//! Name-list parsing and identifier validation.
//!
//! Install scripts pass permission and role sets as comma-separated lists
//! (`"gallery_view, gallery_edit"`). [`split_names`] normalizes those lists;
//! [`validate_identifier`] guards the table names that get interpolated into
//! raw DDL.

use crate::error::StoreError;

/// Splits a comma-separated name list, trimming surrounding whitespace.
///
/// Names that are empty after trimming are dropped, so `"a,,b, "` yields
/// `["a", "b"]` and the empty string yields nothing. Set operations treat
/// an empty name as absent rather than provisioning a nameless entity.
///
/// # Examples
///
/// ```
/// use plugin_installer_core::split_names;
///
/// let names: Vec<&str> = split_names("gallery_view, gallery_edit,").collect();
/// assert_eq!(names, ["gallery_view", "gallery_edit"]);
/// ```
pub fn split_names(csv: &str) -> impl Iterator<Item = &str> {
    csv.split(',').map(str::trim).filter(|name| !name.is_empty())
}

/// Validates that a name is a bare SQL identifier.
///
/// Only alphanumeric characters and underscores are accepted. Table names
/// are interpolated directly into probe and drop statements, so anything
/// else is rejected before it reaches the connection.
///
/// # Errors
///
/// Returns [`StoreError::InvalidIdentifier`] if the name is empty or
/// contains any other character.
pub fn validate_identifier(name: &str) -> Result<(), StoreError> {
    if name.is_empty() || !name.chars().all(|c| c.is_alphanumeric() || c == '_') {
        return Err(StoreError::InvalidIdentifier(name.to_string()));
    }
    Ok(())
}
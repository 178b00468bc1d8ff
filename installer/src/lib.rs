//! Idempotent schema and role-permission provisioning for plugin install
//! flows.
//!
//! This crate is the library surface a plugin lifecycle manager calls from
//! install and uninstall scripts. It provides:
//!
//! - **Verified table DDL** — create/update/remove with existence confirmed
//!   by an independent probe, never by the statement's own success signal
//! - **Permission and role set reconciliation** — create-if-absent and
//!   cascade-safe removal of comma-separated name lists, plus rename with
//!   post-write verification
//! - **Grant/revoke** of role ↔ permission links, idempotent on both sides
//! - **Install abort protocol** — de-registering a half-installed plugin
//!   and signalling the orchestrator to halt or redirect
//!
//! Every operation is fail-fast: the first verification failure returns an
//! error describing exactly what was left standing, and no rollback of
//! earlier steps is attempted. Callers stop their own script sequence on
//! the first `Err`.
//!
//! # Quick start
//!
//! ```
//! use plugin_installer::Installer;
//! use plugin_installer_sqlite::SqliteStore;
//! use rusqlite::Connection;
//!
//! let conn = Connection::open_in_memory().unwrap();
//! let store = SqliteStore::new(conn, "wolf_").unwrap();
//! store.setup().unwrap();
//!
//! let installer = Installer::new(store);
//! installer
//!     .create_table("gallery", "CREATE TABLE gallery (id INTEGER PRIMARY KEY, title TEXT)")
//!     .unwrap();
//! installer.create_permissions("gallery_view, gallery_edit").unwrap();
//! installer.create_roles("gallery_admin").unwrap();
//! installer
//!     .assign_permissions("gallery_admin", "gallery_view, gallery_edit")
//!     .unwrap();
//! ```
//!
//! # Aborting a failed install
//!
//! ```no_run
//! use plugin_installer::{Abort, fail_install, PluginRegistry};
//! use plugin_installer_core::Flash;
//!
//! # fn install() -> plugin_installer_core::Result<()> { Ok(()) }
//! let mut registry = PluginRegistry::open("plugins.json").unwrap();
//! let mut flash = Flash::new();
//!
//! if let Err(e) = install() {
//!     match fail_install(&mut registry, &mut flash, "gallery", e.to_string()) {
//!         Abort::Halt { .. } => return,
//!         Abort::Redirect { .. } => unreachable!(),
//!     }
//! }
//! ```

mod abort;
mod grants;
mod permissions;
mod registry;
mod roles;
mod tables;

pub use abort::{Abort, SETTINGS_ROUTE, fail_install, fail_uninstall};
pub use plugin_installer_core::{
    AuthStore, EntityKind, Flash, InstallError, LinkTable, NoticeKind, Notifier, Result,
    SchemaConn, StoreError,
};
pub use registry::{PluginInfo, PluginRegistry, RegistryError};

/// Provisioning service for one plugin install or uninstall run.
///
/// Owns its storage backend; construct one per run. The DDL operations
/// require a [`SchemaConn`] backend, the permission/role/grant operations
/// an [`AuthStore`] backend — the SQLite store implements both.
pub struct Installer<S> {
    store: S,
}

impl<S> Installer<S> {
    /// Creates an installer over an explicit storage backend.
    pub fn new(store: S) -> Self {
        Self { store }
    }

    /// Returns a reference to the underlying store.
    pub fn store(&self) -> &S {
        &self.store
    }

    /// Consumes the installer and returns the underlying store.
    pub fn into_store(self) -> S {
        self.store
    }
}
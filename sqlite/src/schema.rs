//! SQL generation for the authorization tables, with customizable prefixes.
//!
//! Generates `CREATE TABLE` and `DROP TABLE` statements for the
//! role-permission graph. All table names carry a configurable prefix so
//! multiple isolated installations can share one SQLite database.
//!
//! # Table structure
//!
//! - `{prefix}permission` — named capabilities
//! - `{prefix}role` — named permission groups
//! - `{prefix}role_permission` — grant links
//! - `{prefix}user_role` — membership links (user rows are owned elsewhere;
//!   the table exists here so role removal can cascade through it)
//!
//! The `name` columns deliberately carry no `UNIQUE` constraint: name
//! uniqueness is enforced by lookup-before-insert in the provisioning
//! layer, and rename does not pre-check its target name.

use plugin_installer_core::{StoreError, validate_identifier};

/// Validates a table prefix.
///
/// Same charset rule as any bare identifier, but an empty prefix is
/// allowed — a dedicated database needs no namespacing.
pub(crate) fn validate_prefix(prefix: &str) -> Result<(), StoreError> {
    if prefix.is_empty() {
        return Ok(());
    }
    validate_identifier(prefix)
}

/// Generates the `CREATE TABLE` / `CREATE INDEX` batch for all
/// authorization tables with the given prefix.
///
/// Uses `IF NOT EXISTS` throughout, so the batch is safe to re-run.
///
/// # Errors
///
/// Returns [`StoreError::InvalidIdentifier`] if the prefix contains
/// characters other than alphanumerics and underscores.
pub fn generate_schema_sql(prefix: &str) -> Result<String, StoreError> {
    validate_prefix(prefix)?;

    let sql = format!(
        r#"
CREATE TABLE IF NOT EXISTS {prefix}permission (
    id INTEGER PRIMARY KEY AUTOINCREMENT,
    name TEXT NOT NULL
);

CREATE TABLE IF NOT EXISTS {prefix}role (
    id INTEGER PRIMARY KEY AUTOINCREMENT,
    name TEXT NOT NULL
);

CREATE TABLE IF NOT EXISTS {prefix}role_permission (
    role_id INTEGER NOT NULL,
    permission_id INTEGER NOT NULL,
    FOREIGN KEY (role_id) REFERENCES {prefix}role(id),
    FOREIGN KEY (permission_id) REFERENCES {prefix}permission(id)
);

CREATE TABLE IF NOT EXISTS {prefix}user_role (
    user_id INTEGER NOT NULL,
    role_id INTEGER NOT NULL,
    FOREIGN KEY (role_id) REFERENCES {prefix}role(id)
);

CREATE INDEX IF NOT EXISTS idx_{prefix}role_permission_role ON {prefix}role_permission(role_id);
CREATE INDEX IF NOT EXISTS idx_{prefix}role_permission_permission ON {prefix}role_permission(permission_id);
CREATE INDEX IF NOT EXISTS idx_{prefix}user_role_role ON {prefix}user_role(role_id);
"#
    );

    Ok(sql)
}

/// Generates SQL to drop all authorization tables, links first.
///
/// # Errors
///
/// Returns [`StoreError::InvalidIdentifier`] if the prefix is invalid.
pub fn generate_drop_sql(prefix: &str) -> Result<String, StoreError> {
    validate_prefix(prefix)?;

    let sql = format!(
        r#"
DROP TABLE IF EXISTS {prefix}user_role;
DROP TABLE IF EXISTS {prefix}role_permission;
DROP TABLE IF EXISTS {prefix}role;
DROP TABLE IF EXISTS {prefix}permission;
"#
    );

    Ok(sql)
}

#[cfg(test)]
mod tests {
    use super::*;

    #[test]
    fn test_valid_prefixes() {
        assert!(validate_prefix("").is_ok());
        assert!(validate_prefix("wolf_").is_ok());
        assert!(validate_prefix("site2").is_ok());
    }

    #[test]
    fn test_invalid_prefix_special_chars() {
        assert!(validate_prefix("drop;--").is_err());
        assert!(validate_prefix("my prefix").is_err());
        assert!(validate_prefix("pre-fix").is_err());
    }

    #[test]
    fn test_generate_schema_sql_contains_tables() {
        let sql = generate_schema_sql("wolf_").unwrap();
        assert!(sql.contains("wolf_permission"));
        assert!(sql.contains("wolf_role"));
        assert!(sql.contains("wolf_role_permission"));
        assert!(sql.contains("wolf_user_role"));
        assert!(sql.contains("idx_wolf_role_permission_role"));
    }

    #[test]
    fn test_name_columns_not_unique() {
        // Uniqueness is lookup-before-insert, not a constraint.
        let sql = generate_schema_sql("wolf_").unwrap();
        assert!(!sql.contains("UNIQUE"));
    }

    #[test]
    fn test_generate_drop_sql_links_first() {
        let sql = generate_drop_sql("wolf_").unwrap();
        let role_pos = sql.find("DROP TABLE IF EXISTS wolf_role;").unwrap();
        let link_pos = sql.find("DROP TABLE IF EXISTS wolf_role_permission;").unwrap();
        assert!(link_pos < role_pos);
    }

    #[test]
    fn test_schema_sql_is_idempotent() {
        let sql = generate_schema_sql("t_").unwrap();
        let conn = rusqlite::Connection::open_in_memory().unwrap();
        conn.execute_batch(&sql).unwrap();
        conn.execute_batch(&sql).unwrap();
    }
}
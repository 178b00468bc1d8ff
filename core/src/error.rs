//! Error types for provisioning operations.
//!
//! Every failure carries a complete human-readable sentence via `Display`,
//! because the install abort protocol forwards these messages verbatim to
//! the user-facing notification channel.

use thiserror::Error;

use crate::types::{EntityKind, LinkTable};

/// Errors that can occur during provisioning operations.
///
/// Structural mutations are verified with independent probe reads, so most
/// variants here report a *verification* failure rather than a driver
/// error; connection-level failures pass through as [`Store`](Self::Store).
#[derive(Debug, Error)]
pub enum InstallError {
    /// A table creation found the table already present.
    #[error("table '{0}' already exists")]
    AlreadyExists(String),

    /// A table or entity required by the operation did not resolve.
    #[error("{0} '{1}' does not exist")]
    NotFound(EntityKind, String),

    /// The creation statement ran but the table still fails its probe.
    #[error("table '{0}' was not created")]
    CreationVerificationFailed(String),

    /// The drop statement ran but the table still answers its probe.
    #[error("table '{0}' was not removed")]
    RemovalVerificationFailed(String),

    /// The new name did not resolve after a rename was persisted.
    #[error("could not rename {kind} '{from}' to '{to}'")]
    RenameVerificationFailed {
        kind: EntityKind,
        from: String,
        to: String,
    },

    /// The backend rejected an entity insert.
    #[error("could not create {0} '{1}'")]
    InsertFailed(EntityKind, String),

    /// Link rows survived a cascade delete step.
    #[error("could not remove {table} link: {name}")]
    LinkRemovalFailed { table: LinkTable, name: String },

    /// The owning row survived its own delete during cascade removal.
    #[error("could not remove {0} '{1}'")]
    EntityRemovalFailed(EntityKind, String),

    /// The role named in a grant or revoke does not exist.
    #[error("role '{0}' does not exist")]
    RoleNotFound(String),

    /// A permission named in a grant or revoke does not exist.
    #[error("permission '{0}' does not exist")]
    PermissionNotFound(String),

    /// The backend rejected a role-permission link insert.
    #[error("could not assign permission '{permission}' to role '{role}'")]
    GrantFailed { role: String, permission: String },

    /// A grant row survived its revoke delete.
    #[error("could not revoke permission '{permission}' from role '{role}'")]
    RevokeVerificationFailed { role: String, permission: String },

    /// Connection-level storage failure.
    #[error(transparent)]
    Store(#[from] StoreError),
}

/// Errors surfaced by storage backends.
///
/// Stringly typed on purpose: this crate must not depend on any concrete
/// driver, so backends render their native error before crossing the trait
/// boundary.
#[derive(Debug, Error)]
pub enum StoreError {
    /// Driver-level failure, rendered by the backend.
    #[error("storage backend error: {0}")]
    Backend(String),

    /// A table or column name contained characters that cannot be safely
    /// interpolated into SQL.
    #[error("invalid identifier '{0}': must contain only alphanumeric characters and underscores")]
    InvalidIdentifier(String),
}

/// Convenience alias for results with [`InstallError`].
pub type Result<T> = std::result::Result<T, InstallError>;

#[cfg(test)]
mod tests {
    use super::*;

    #[test]
    fn test_messages_read_as_sentences() {
        assert_eq!(
            InstallError::AlreadyExists("widgets".into()).to_string(),
            "table 'widgets' already exists"
        );
        assert_eq!(
            InstallError::NotFound(EntityKind::Permission, "edit".into()).to_string(),
            "permission 'edit' does not exist"
        );
        assert_eq!(
            InstallError::LinkRemovalFailed {
                table: LinkTable::RolePermission,
                name: "editor".into(),
            }
            .to_string(),
            "could not remove role-permission link: editor"
        );
        assert_eq!(
            InstallError::GrantFailed {
                role: "editor".into(),
                permission: "edit".into(),
            }
            .to_string(),
            "could not assign permission 'edit' to role 'editor'"
        );
    }

    #[test]
    fn test_store_error_passthrough() {
        let err = InstallError::from(StoreError::Backend("disk I/O error".into()));
        assert_eq!(err.to_string(), "storage backend error: disk I/O error");
    }
}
· · · · · · ·
### TASK REQUIREMENTS
Return exactly the lines that run from the top of the listing above to the line containing "use crate::error::StoreError;", please, keeping both end lines and leaving out everything else.

### ANSWER SECTION
//! Name-list parsing and identifier validation.
//!
//! Install scripts pass permission and role sets as comma-separated lists
//! (`"gallery_view, gallery_edit"`). [`split_names`] normalizes those lists;
//! [`validate_identifier`] guards the table names that get interpolated into
//! raw DDL.

use crate::error::StoreError;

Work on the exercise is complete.